WORK TASK:
Here are some records. Copy each one exactly.

BEGIN SUPPLIED DATA

//! Recorded landmark collections and training dataset assembly.
//!
//! Collections are persisted one letter per `dataset_<LABEL>.json` file. The
//! builder merges them, derives the sorted [`LabelSet`], shuffles and splits
//! into train/validation partitions with one-hot targets.

use std::path::PathBuf;

use thiserror::Error;

mod builder;
mod collection;
mod label_set;

pub use builder::{
    BuildOptions, DEFAULT_TRAIN_FRACTION, Partition, SplitDataset, build_dataset,
    build_dataset_with_rng, train_count,
};
pub use collection::{
    LabeledSample, LetterCollection, check_label, collection_file_name, decode_collections,
    encode_collection, is_collection_file, list_collection_files, load_collection,
    load_collections, save_collection,
};
pub use label_set::LabelSet;

#[derive(Debug, Error)]
pub enum DatasetError {
    #[error("io error at {path}: {source}")]
    Io {
        path: PathBuf,
        source: std::io::Error,
    },
    #[error("invalid dataset json at {path}: {source}")]
    Json {
        path: PathBuf,
        source: serde_json::Error,
    },
    #[error("dataset contains no samples")]
    Empty,
    #[error("training needs at least 2 distinct letters, found {found}")]
    InsufficientClasses { found: usize },
    #[error("sample for {label} has {actual} features, expected {expected}")]
    FeatureLengthMismatch {
        label: String,
        expected: usize,
        actual: usize,
    },
    #[error("label {0} missing from label set")]
    UnknownLabel(String),
    #[error("label {0:?} cannot be used in a file name")]
    InvalidLabel(String),
}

END SUPPLIED DATA

RESULT OF THIS EXERCISE:
//! Recorded landmark collections and training dataset assembly.
//!
//! Collections are persisted one letter per `dataset_<LABEL>.json` file. The
//! builder merges them, derives the sorted [`LabelSet`], shuffles and splits
//! into train/validation partitions with one-hot targets.

use std::path::PathBuf;

use thiserror::Error;

mod builder;
mod collection;
mod label_set;

pub use builder::{
    BuildOptions, DEFAULT_TRAIN_FRACTION, Partition, SplitDataset, build_dataset,
    build_dataset_with_rng, train_count,
};
pub use collection::{
    LabeledSample, LetterCollection, check_label, collection_file_name, decode_collections,
    encode_collection, is_collection_file, list_collection_files, load_collection,
    load_collections, save_collection,
};
pub use label_set::LabelSet;

#[derive(Debug, Error)]
pub enum DatasetError {
    #[error("io error at {path}: {source}")]
    Io {
        path: PathBuf,
        source: std::io::Error,
    },
    #[error("invalid dataset json at {path}: {source}")]
    Json {
        path: PathBuf,
        source: serde_json::Error,
    },
    #[error("dataset contains no samples")]
    Empty,
    #[error("training needs at least 2 distinct letters, found {found}")]
    InsufficientClasses { found: usize },
    #[error("sample for {label} has {actual} features, expected {expected}")]
    FeatureLengthMismatch {
        label: String,
        expected: usize,
        actual: usize,
    },
    #[error("label {0} missing from label set")]
    UnknownLabel(String),
    #[error("label {0:?} cannot be used in a file name")]
    InvalidLabel(String),
}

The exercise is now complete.